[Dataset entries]
________________________
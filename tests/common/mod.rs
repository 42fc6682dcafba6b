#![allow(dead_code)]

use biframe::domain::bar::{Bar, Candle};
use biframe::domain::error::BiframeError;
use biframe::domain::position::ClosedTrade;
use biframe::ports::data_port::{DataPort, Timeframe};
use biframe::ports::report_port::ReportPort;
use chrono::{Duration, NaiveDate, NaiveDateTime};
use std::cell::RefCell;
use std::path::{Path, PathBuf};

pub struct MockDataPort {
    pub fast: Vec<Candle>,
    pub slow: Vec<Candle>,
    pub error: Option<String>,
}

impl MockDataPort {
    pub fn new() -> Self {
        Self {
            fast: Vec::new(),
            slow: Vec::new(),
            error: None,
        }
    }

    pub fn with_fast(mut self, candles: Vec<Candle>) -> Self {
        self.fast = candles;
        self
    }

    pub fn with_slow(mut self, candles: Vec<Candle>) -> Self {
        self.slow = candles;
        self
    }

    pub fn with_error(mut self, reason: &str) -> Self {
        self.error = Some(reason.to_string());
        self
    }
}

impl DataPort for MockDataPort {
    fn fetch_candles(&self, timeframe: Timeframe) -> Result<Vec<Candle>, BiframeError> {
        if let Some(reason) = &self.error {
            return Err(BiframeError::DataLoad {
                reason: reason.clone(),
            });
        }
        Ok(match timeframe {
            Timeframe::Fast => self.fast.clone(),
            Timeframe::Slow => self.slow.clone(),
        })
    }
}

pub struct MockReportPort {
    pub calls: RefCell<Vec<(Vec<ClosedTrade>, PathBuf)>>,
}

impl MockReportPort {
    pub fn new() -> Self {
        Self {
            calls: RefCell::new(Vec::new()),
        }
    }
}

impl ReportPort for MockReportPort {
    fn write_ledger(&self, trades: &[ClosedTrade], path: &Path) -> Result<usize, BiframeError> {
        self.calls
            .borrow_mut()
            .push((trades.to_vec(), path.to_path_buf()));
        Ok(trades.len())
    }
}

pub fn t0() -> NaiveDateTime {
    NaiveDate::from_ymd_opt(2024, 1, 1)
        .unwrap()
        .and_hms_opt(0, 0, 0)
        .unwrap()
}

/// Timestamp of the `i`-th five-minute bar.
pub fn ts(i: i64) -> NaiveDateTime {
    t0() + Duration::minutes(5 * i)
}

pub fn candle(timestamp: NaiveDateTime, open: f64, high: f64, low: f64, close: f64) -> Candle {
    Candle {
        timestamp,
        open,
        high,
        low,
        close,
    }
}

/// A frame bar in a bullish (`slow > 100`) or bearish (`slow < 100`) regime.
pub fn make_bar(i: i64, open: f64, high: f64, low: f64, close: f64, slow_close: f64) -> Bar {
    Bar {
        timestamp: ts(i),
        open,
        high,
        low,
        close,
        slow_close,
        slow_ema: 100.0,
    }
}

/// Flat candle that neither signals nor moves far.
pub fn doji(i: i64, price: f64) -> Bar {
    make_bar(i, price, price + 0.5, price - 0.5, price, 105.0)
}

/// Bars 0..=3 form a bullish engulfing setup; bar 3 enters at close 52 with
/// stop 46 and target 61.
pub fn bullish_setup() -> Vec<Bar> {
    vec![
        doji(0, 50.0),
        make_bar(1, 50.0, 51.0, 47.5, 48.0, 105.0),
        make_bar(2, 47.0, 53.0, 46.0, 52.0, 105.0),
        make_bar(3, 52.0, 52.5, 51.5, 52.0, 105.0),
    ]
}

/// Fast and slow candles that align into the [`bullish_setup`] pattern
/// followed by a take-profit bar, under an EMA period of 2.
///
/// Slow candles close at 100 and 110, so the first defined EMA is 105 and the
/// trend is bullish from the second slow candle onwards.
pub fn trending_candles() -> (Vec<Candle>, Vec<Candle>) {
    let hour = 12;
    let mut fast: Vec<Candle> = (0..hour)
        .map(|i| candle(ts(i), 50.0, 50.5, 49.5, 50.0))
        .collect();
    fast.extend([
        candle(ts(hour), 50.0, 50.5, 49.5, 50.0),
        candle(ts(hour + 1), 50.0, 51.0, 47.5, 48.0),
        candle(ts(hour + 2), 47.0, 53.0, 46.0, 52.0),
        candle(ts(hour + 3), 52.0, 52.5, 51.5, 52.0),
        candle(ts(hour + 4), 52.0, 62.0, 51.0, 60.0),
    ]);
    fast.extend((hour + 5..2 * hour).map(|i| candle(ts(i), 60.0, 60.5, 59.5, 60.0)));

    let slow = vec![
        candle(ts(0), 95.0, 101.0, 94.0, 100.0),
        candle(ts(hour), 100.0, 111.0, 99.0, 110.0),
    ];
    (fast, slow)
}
________________________
- **Exercise instructions**: Return each line above where the word "calls" shows up.

- **Solution for this problem**:
    pub calls: RefCell<Vec<(Vec<ClosedTrade>, PathBuf)>>,
            calls: RefCell::new(Vec::new()),
        self.calls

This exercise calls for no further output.